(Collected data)
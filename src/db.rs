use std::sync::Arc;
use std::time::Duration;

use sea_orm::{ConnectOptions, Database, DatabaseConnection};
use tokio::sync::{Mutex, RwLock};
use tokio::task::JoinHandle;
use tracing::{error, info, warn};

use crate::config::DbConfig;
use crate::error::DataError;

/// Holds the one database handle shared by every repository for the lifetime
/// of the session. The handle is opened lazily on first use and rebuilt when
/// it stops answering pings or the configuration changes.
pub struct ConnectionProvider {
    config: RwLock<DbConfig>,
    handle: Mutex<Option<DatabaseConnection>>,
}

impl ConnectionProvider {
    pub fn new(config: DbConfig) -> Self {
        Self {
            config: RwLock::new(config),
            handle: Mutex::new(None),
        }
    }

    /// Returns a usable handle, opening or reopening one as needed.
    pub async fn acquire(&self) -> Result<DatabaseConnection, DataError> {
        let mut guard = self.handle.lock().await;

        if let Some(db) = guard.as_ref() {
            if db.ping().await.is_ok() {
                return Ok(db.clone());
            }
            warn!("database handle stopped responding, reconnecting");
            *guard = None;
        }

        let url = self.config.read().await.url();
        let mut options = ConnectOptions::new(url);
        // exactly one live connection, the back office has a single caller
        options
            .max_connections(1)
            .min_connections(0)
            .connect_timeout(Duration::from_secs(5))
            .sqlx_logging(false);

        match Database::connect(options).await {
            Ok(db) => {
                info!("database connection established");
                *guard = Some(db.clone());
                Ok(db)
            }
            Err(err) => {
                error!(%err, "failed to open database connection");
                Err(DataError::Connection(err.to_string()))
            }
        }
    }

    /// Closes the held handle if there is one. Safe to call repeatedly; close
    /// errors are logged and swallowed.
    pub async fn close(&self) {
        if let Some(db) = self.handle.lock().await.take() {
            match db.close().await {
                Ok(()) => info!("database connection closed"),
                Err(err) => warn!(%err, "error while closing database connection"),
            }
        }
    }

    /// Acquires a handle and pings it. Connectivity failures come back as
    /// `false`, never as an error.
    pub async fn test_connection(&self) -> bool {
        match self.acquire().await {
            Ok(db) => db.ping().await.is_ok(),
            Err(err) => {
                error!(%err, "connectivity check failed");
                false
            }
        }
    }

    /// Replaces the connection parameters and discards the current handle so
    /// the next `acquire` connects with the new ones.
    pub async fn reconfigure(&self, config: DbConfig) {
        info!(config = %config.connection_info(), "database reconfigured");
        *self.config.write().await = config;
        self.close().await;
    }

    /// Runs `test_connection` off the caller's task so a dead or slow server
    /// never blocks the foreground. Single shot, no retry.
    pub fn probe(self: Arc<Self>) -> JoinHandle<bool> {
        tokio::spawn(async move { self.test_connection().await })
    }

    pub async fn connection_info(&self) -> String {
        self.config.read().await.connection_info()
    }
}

▶ WHAT YOU HAVE TO DO
Exactly as written above, copy every line.

▶ TASK ANSWER
filename src/db.rs
use std::sync::Arc;
use std::time::Duration;

use sea_orm::{ConnectOptions, Database, DatabaseConnection};
use tokio::sync::{Mutex, RwLock};
use tokio::task::JoinHandle;
use tracing::{error, info, warn};

use crate::config::DbConfig;
use crate::error::DataError;

/// Holds the one database handle shared by every repository for the lifetime
/// of the session. The handle is opened lazily on first use and rebuilt when
/// it stops answering pings or the configuration changes.
pub struct ConnectionProvider {
    config: RwLock<DbConfig>,
    handle: Mutex<Option<DatabaseConnection>>,
}

impl ConnectionProvider {
    pub fn new(config: DbConfig) -> Self {
        Self {
            config: RwLock::new(config),
            handle: Mutex::new(None),
        }
    }

    /// Returns a usable handle, opening or reopening one as needed.
    pub async fn acquire(&self) -> Result<DatabaseConnection, DataError> {
        let mut guard = self.handle.lock().await;

        if let Some(db) = guard.as_ref() {
            if db.ping().await.is_ok() {
                return Ok(db.clone());
            }
            warn!("database handle stopped responding, reconnecting");
            *guard = None;
        }

        let url = self.config.read().await.url();
        let mut options = ConnectOptions::new(url);
        // exactly one live connection, the back office has a single caller
        options
            .max_connections(1)
            .min_connections(0)
            .connect_timeout(Duration::from_secs(5))
            .sqlx_logging(false);

        match Database::connect(options).await {
            Ok(db) => {
                info!("database connection established");
                *guard = Some(db.clone());
                Ok(db)
            }
            Err(err) => {
                error!(%err, "failed to open database connection");
                Err(DataError::Connection(err.to_string()))
            }
        }
    }

    /// Closes the held handle if there is one. Safe to call repeatedly; close
    /// errors are logged and swallowed.
    pub async fn close(&self) {
        if let Some(db) = self.handle.lock().await.take() {
            match db.close().await {
                Ok(()) => info!("database connection closed"),
                Err(err) => warn!(%err, "error while closing database connection"),
            }
        }
    }

    /// Acquires a handle and pings it. Connectivity failures come back as
    /// `false`, never as an error.
    pub async fn test_connection(&self) -> bool {
        match self.acquire().await {
            Ok(db) => db.ping().await.is_ok(),
            Err(err) => {
                error!(%err, "connectivity check failed");
                false
            }
        }
    }

    /// Replaces the connection parameters and discards the current handle so
    /// the next `acquire` connects with the new ones.
    pub async fn reconfigure(&self, config: DbConfig) {
        info!(config = %config.connection_info(), "database reconfigured");
        *self.config.write().await = config;
        self.close().await;
    }

    /// Runs `test_connection` off the caller's task so a dead or slow server
    /// never blocks the foreground. Single shot, no retry.
    pub fn probe(self: Arc<Self>) -> JoinHandle<bool> {
        tokio::spawn(async move { self.test_connection().await })
    }

    pub async fn connection_info(&self) -> String {
        self.config.read().await.connection_info()
    }
}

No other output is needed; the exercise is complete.